I find it very difficult to evaluate the overall value of forage as compared to buying feed. With buckwheat especially, there's not a whole lot of data on it's nutritive value. I did find one study, but it is focused on ruminants. In general, my goal with pig forage is to increase the protein, starch, and sugar content of the forage over the typical naturalized grasses, minimize cellulose and lignin, and maintain or improve palatability. When you're harvesting grain, hay, or silage, it's easy to get a good count of the amount of feedstuffs you're harvesting, but when the pigs are doing the harvesting, it's much harder.

Nonetheless, I'm pleased at a basic level that the pigs are enthusiastically eating a forage I planted.
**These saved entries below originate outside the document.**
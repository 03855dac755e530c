use std::collections::BTreeSet;
use std::path::Path;
use std::sync::atomic::{AtomicUsize, Ordering};

use mapbatch::{
    AggregateOutcome, BatchOpts, BezPath, Canvas, CancelToken, CpuBackend, FeatureCollection,
    FeatureRecord, FigureSize, FrameRGBA, Geometry, PipelineOptions, Rect, RenderBackend,
    RenderError, RenderOutcome, RenderResult, RenderThreading, Rgba8, RunSummary, StyleConfig,
    Surface,
    render_aggregate, run_batch, run_pipeline, write_manifest,
};

fn small_style() -> StyleConfig {
    StyleConfig {
        figure_size: FigureSize(1.0, 1.0),
        ..StyleConfig::default().with_dpi(32)
    }
}

fn options(out: &Path) -> PipelineOptions {
    let mut opts = PipelineOptions::new(out).with_style("black", small_style());
    opts.overview_style = Some(small_style().overview().with_dpi(16));
    opts
}

fn square(x: f64, y: f64) -> Geometry {
    Geometry::Polygon(vec![vec![
        [x, y],
        [x + 1.0, y],
        [x + 1.0, y + 1.0],
        [x, y + 1.0],
        [x, y],
    ]])
}

fn records(n: usize) -> Vec<FeatureRecord> {
    (0..n)
        .map(|i| FeatureRecord::new(i, format!("County {i}"), square(i as f64, 0.0)))
        .collect()
}

fn png_names(dir: &Path) -> BTreeSet<String> {
    std::fs::read_dir(dir)
        .unwrap()
        .map(|e| e.unwrap().file_name().to_string_lossy().into_owned())
        .filter(|n| n.ends_with(".png"))
        .collect()
}

/// Wraps the CPU backend and counts surfaces handed out and dropped.
#[derive(Default)]
struct CountingBackend {
    inner: CpuBackend,
    calls: AtomicUsize,
    acquired: AtomicUsize,
    released: AtomicUsize,
    /// 1-based call number that fails, if any.
    fail_on: Option<usize>,
    /// 1-based call number whose surface panics in `finish`.
    panic_on: Option<usize>,
    cancel_on: Option<(usize, CancelToken)>,
}

struct CountingSurface<'a> {
    inner: Box<dyn Surface + 'a>,
    released: &'a AtomicUsize,
    panics: bool,
}

impl RenderBackend for CountingBackend {
    fn create_surface(
        &self,
        canvas: Canvas,
        background: Rgba8,
    ) -> RenderResult<Box<dyn Surface + '_>> {
        let n = self.calls.fetch_add(1, Ordering::SeqCst) + 1;
        if let Some((at, token)) = &self.cancel_on
            && *at == n
        {
            token.cancel();
        }
        if self.fail_on == Some(n) {
            return Err(RenderError::surface("injected failure"));
        }
        let inner = self.inner.create_surface(canvas, background)?;
        self.acquired.fetch_add(1, Ordering::SeqCst);
        Ok(Box::new(CountingSurface {
            inner,
            released: &self.released,
            panics: self.panic_on == Some(n),
        }))
    }
}

impl Surface for CountingSurface<'_> {
    fn fill_path(&mut self, path: &BezPath, color: Rgba8) -> RenderResult<()> {
        self.inner.fill_path(path, color)
    }

    fn stroke_path(&mut self, path: &BezPath, width_px: f64, color: Rgba8) -> RenderResult<()> {
        self.inner.stroke_path(path, width_px, color)
    }

    fn draw_text(
        &mut self,
        text: &str,
        area: Rect,
        size_px: f64,
        color: Rgba8,
    ) -> RenderResult<f64> {
        self.inner.draw_text(text, area, size_px, color)
    }

    fn finish(&mut self) -> RenderResult<FrameRGBA> {
        if self.panics {
            panic!("surface exploded");
        }
        self.inner.finish()
    }
}

impl Drop for CountingSurface<'_> {
    fn drop(&mut self) {
        self.released.fetch_add(1, Ordering::SeqCst);
    }
}

#[test]
fn every_record_gets_exactly_one_outcome() {
    let dir = tempfile::tempdir().unwrap();
    let recs = records(7);
    let out = run_batch(
        &CpuBackend::new(),
        &recs,
        &small_style(),
        dir.path(),
        &BatchOpts::default(),
    )
    .unwrap();
    assert_eq!(out.outcomes.len(), recs.len());
    assert_eq!(out.not_attempted, 0);
    let idx: Vec<_> = out.outcomes.iter().map(RenderOutcome::sequence_index).collect();
    assert_eq!(idx, (0..7).collect::<Vec<_>>());
    assert_eq!(png_names(dir.path()).len(), 7);
}

#[test]
fn one_bad_record_does_not_stop_the_batch() {
    let dir = tempfile::tempdir().unwrap();
    let mut recs = records(6);
    recs[2].geometry = Geometry::Unsupported("LineString".into());

    let backend = CountingBackend {
        fail_on: Some(4),
        ..Default::default()
    };
    let out = run_batch(&backend, &recs, &small_style(), dir.path(), &BatchOpts::default())
        .unwrap();

    let failed: Vec<_> = out
        .outcomes
        .iter()
        .filter(|o| !o.is_success())
        .map(RenderOutcome::sequence_index)
        .collect();
    // Record 2 fails before asking for a surface, so the 4th call is record 4.
    assert_eq!(failed, [2, 4]);
    assert_eq!(out.succeeded(), 4);
    assert!(!dir.path().join("003_County_2.png").exists());
    assert!(!dir.path().join("005_County_4.png").exists());
    assert!(dir.path().join("006_County_5.png").exists());
}

#[test]
fn surfaces_are_released_on_every_path() {
    let dir = tempfile::tempdir().unwrap();
    let mut recs = records(8);
    recs[1].geometry = Geometry::Empty;

    let backend = CountingBackend {
        fail_on: Some(2),
        panic_on: Some(3),
        ..Default::default()
    };
    let out = run_batch(&backend, &recs, &small_style(), dir.path(), &BatchOpts::default())
        .unwrap();

    assert_eq!(out.outcomes.len(), 8);
    assert_eq!(out.failed(), 3);
    let panicked = out.failures().any(|o| match o {
        RenderOutcome::Failure { error, .. } => error.contains("renderer panicked"),
        RenderOutcome::Success { .. } => false,
    });
    assert!(panicked);

    assert_eq!(backend.calls.load(Ordering::SeqCst), 7);
    let acquired = backend.acquired.load(Ordering::SeqCst);
    assert_eq!(acquired, 6);
    assert_eq!(backend.released.load(Ordering::SeqCst), acquired);
}

#[test]
fn empty_input_is_not_an_error() {
    let dir = tempfile::tempdir().unwrap();
    let out = run_batch(
        &CpuBackend::new(),
        &[],
        &small_style(),
        &dir.path().join("nested"),
        &BatchOpts::default(),
    )
    .unwrap();
    assert!(out.outcomes.is_empty());
    assert!(dir.path().join("nested").is_dir());
}

#[test]
fn pool_matches_sequential() {
    let seq_dir = tempfile::tempdir().unwrap();
    let par_dir = tempfile::tempdir().unwrap();
    let mut recs = records(24);
    recs[5].geometry = Geometry::Malformed("bad ring".into());
    recs[17].label = "Kent".into();
    recs[18].label = "Kent".into();

    let seq = run_batch(
        &CpuBackend::new(),
        &recs,
        &small_style(),
        seq_dir.path(),
        &BatchOpts::default(),
    )
    .unwrap();
    let par = run_batch(
        &CpuBackend::new(),
        &recs,
        &small_style(),
        par_dir.path(),
        &BatchOpts {
            threading: RenderThreading::pool(Some(4)),
            ..Default::default()
        },
    )
    .unwrap();

    let shape = |o: &RenderOutcome| (o.sequence_index(), o.is_success());
    assert_eq!(
        seq.outcomes.iter().map(shape).collect::<Vec<_>>(),
        par.outcomes.iter().map(shape).collect::<Vec<_>>()
    );
    assert_eq!(png_names(seq_dir.path()), png_names(par_dir.path()));
    assert_eq!(png_names(par_dir.path()).len(), 23);
}

#[test]
fn cancellation_stops_dispatch_and_accounts_for_the_rest() {
    let dir = tempfile::tempdir().unwrap();
    let recs = records(10);
    let cancel = CancelToken::new();
    let backend = CountingBackend {
        cancel_on: Some((3, cancel.clone())),
        ..Default::default()
    };
    let out = run_batch(
        &backend,
        &recs,
        &small_style(),
        dir.path(),
        &BatchOpts {
            cancel,
            ..Default::default()
        },
    )
    .unwrap();

    assert!(out.cancelled);
    assert_eq!(out.outcomes.len(), 3, "in-flight job finishes");
    assert_eq!(out.not_attempted, 7);
    assert_eq!(out.outcomes.len() + out.not_attempted, recs.len());
}

#[test]
fn cancellation_on_the_pool_accounts_for_every_record() {
    let dir = tempfile::tempdir().unwrap();
    let recs = records(200);
    let cancel = CancelToken::new();
    let backend = CountingBackend {
        cancel_on: Some((3, cancel.clone())),
        ..Default::default()
    };
    let out = run_batch(
        &backend,
        &recs,
        &small_style(),
        dir.path(),
        &BatchOpts {
            threading: RenderThreading::pool(Some(4)),
            cancel,
        },
    )
    .unwrap();

    assert!(out.cancelled);
    assert!(out.outcomes.len() >= 3, "jobs already dispatched finish");
    assert!(out.not_attempted > 0);
    assert_eq!(out.outcomes.len() + out.not_attempted, recs.len());

    let idx: Vec<_> = out.outcomes.iter().map(RenderOutcome::sequence_index).collect();
    assert!(idx.windows(2).all(|w| w[0] < w[1]), "outcomes stay in order");
    for o in &out.outcomes {
        if let RenderOutcome::Success { path, .. } = o {
            assert!(path.exists(), "{} missing", path.display());
        }
    }
    assert_eq!(png_names(dir.path()).len(), out.succeeded());
    assert_eq!(
        backend.released.load(Ordering::SeqCst),
        backend.acquired.load(Ordering::SeqCst)
    );
}

#[test]
fn duplicate_sequence_indices_are_rejected_before_rendering() {
    let dir = tempfile::tempdir().unwrap();
    let recs = vec![
        FeatureRecord::new(0, "a", square(0.0, 0.0)),
        FeatureRecord::new(0, "b", square(1.0, 0.0)),
    ];
    let err = run_batch(
        &CpuBackend::new(),
        &recs,
        &small_style(),
        dir.path(),
        &BatchOpts::default(),
    )
    .unwrap_err();
    assert!(err.is_fatal_before_render());
    assert!(png_names(dir.path()).is_empty());
}

#[test]
fn overview_does_not_depend_on_feature_outcomes() {
    let dir = tempfile::tempdir().unwrap();
    let recs = records(3);
    let backend = CountingBackend {
        fail_on: Some(1),
        ..Default::default()
    };
    let batch =
        run_batch(&backend, &recs, &small_style(), dir.path(), &BatchOpts::default()).unwrap();
    assert_eq!(batch.failed(), 1);

    let dest = dir.path().join("000_OVERVIEW.png");
    let out = render_aggregate(&backend, &recs, &small_style(), "UK", &dest);
    assert!(out.is_success());
    assert!(dest.exists());
}

#[test]
fn full_run_writes_images_overview_and_manifest() {
    let dir = tempfile::tempdir().unwrap();
    let out_dir = dir.path().join("out");
    let mut recs = records(4);
    recs[3].label = "Bath & North East Somerset".into();
    recs[1].geometry = Geometry::Unsupported("Point".into());
    let collection = FeatureCollection::from_records("fixture.geojson", recs);

    let report = run_pipeline(&CpuBackend::new(), &collection, &options(&out_dir)).unwrap();
    let manifest = report.manifest.as_ref().unwrap();

    assert_eq!(report.summary.total_records, 4);
    assert_eq!(report.summary.succeeded(), 3);
    assert_eq!(report.summary.failed(), 1);
    assert!(report.summary.aggregate.is_success());
    assert_eq!(
        manifest.files,
        [
            "000_OVERVIEW.png",
            "001_County_0.png",
            "003_County_2.png",
            "004_Bath_and_North_East_Somerset.png",
        ]
    );

    let text = std::fs::read_to_string(out_dir.join("FILE_INDEX.txt")).unwrap();
    assert!(text.contains("Total records: 4\n"));
    assert!(text.contains("Images found: 4\n"));
    assert!(text.contains("Rendered: 3 succeeded, 1 failed\n"));
    assert!(text.contains("Data source: fixture.geojson\n"));
    assert!(text.contains("#2 \"County 1\""));
}

#[test]
fn rerun_produces_the_same_file_names() {
    let dir = tempfile::tempdir().unwrap();
    let mut recs = records(5);
    recs[0].label = "Kent".into();
    recs[4].label = "Kent".into();
    recs[2].label = String::new();
    let collection = FeatureCollection::from_records("fixture", recs);
    let opts = options(dir.path());

    run_pipeline(&CpuBackend::new(), &collection, &opts).unwrap();
    let first = png_names(dir.path());
    run_pipeline(&CpuBackend::new(), &collection, &opts).unwrap();
    let second = png_names(dir.path());

    assert_eq!(first, second);
    assert!(first.contains("001_Kent.png"));
    assert!(first.contains("005_Kent.png"));
    assert!(first.contains("003_unnamed.png"));
}

#[test]
fn empty_collection_still_writes_a_manifest() {
    let dir = tempfile::tempdir().unwrap();
    let collection = FeatureCollection::from_records("empty", Vec::new());

    let report = run_pipeline(&CpuBackend::new(), &collection, &options(dir.path())).unwrap();
    assert!(report.summary.outcomes.is_empty());
    assert!(matches!(
        report.summary.aggregate,
        AggregateOutcome::Failure { .. }
    ));
    let manifest = report.manifest.unwrap();
    assert_eq!(manifest.images_found, 0);
    assert!(dir.path().join("FILE_INDEX.txt").exists());
}

#[test]
fn manifest_counts_what_is_on_disk() {
    let dir = tempfile::tempdir().unwrap();
    let recs = records(3);
    let style = small_style();
    let batch =
        run_batch(&CpuBackend::new(), &recs, &style, dir.path(), &BatchOpts::default()).unwrap();
    let aggregate_path = dir.path().join("000_OVERVIEW.png");
    let aggregate = render_aggregate(&CpuBackend::new(), &recs, &style, "t", &aggregate_path);

    std::fs::remove_file(dir.path().join("002_County_1.png")).unwrap();

    let summary = RunSummary {
        title: "t".into(),
        total_records: recs.len(),
        outcomes: batch.outcomes,
        not_attempted: 0,
        cancelled: false,
        aggregate,
        aggregate_path,
        manifest_path: dir.path().join("FILE_INDEX.txt"),
        style_name: "black".into(),
        style,
        crs: Some("EPSG:4326".into()),
        source_name: "mem".into(),
        preview: 5,
    };
    let report = write_manifest(&summary, dir.path(), &summary.manifest_path).unwrap();
    assert_eq!(report.images_found, png_names(dir.path()).len());
    assert_eq!(report.images_found, 3);
    let text = std::fs::read_to_string(&summary.manifest_path).unwrap();
    assert!(text.contains("Spatial reference: EPSG:4326\n"));
    assert!(!text.contains("002_County_1.png"));
}

#[test]
fn uncreatable_output_dir_aborts_the_run() {
    let dir = tempfile::tempdir().unwrap();
    let blocker = dir.path().join("file");
    std::fs::write(&blocker, b"x").unwrap();
    let collection = FeatureCollection::from_records("x", records(2));

    let err = run_pipeline(&CpuBackend::new(), &collection, &options(&blocker.join("out")))
        .unwrap_err();
    assert!(err.is_fatal_before_render());
}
I plan to do much more of this in the future.
6 Comments
Catherine Hall
8/11/2013 09:56:24 am

Curious Farmer had a post on his buckwheat trial with pigs. I had thought prior to that to that buckwheat as forage might be mildly toxic. Since it is in the rhubarb family it seemed reasonable to assume that the oxalic acid levels in the leaves might be excessive.

We plant rhubarb in our vegetable garden and cut it down or pull it out to mulch the beds. I leave some in and it generously reseeds each year. I'll try giving some of it to the geese and cows.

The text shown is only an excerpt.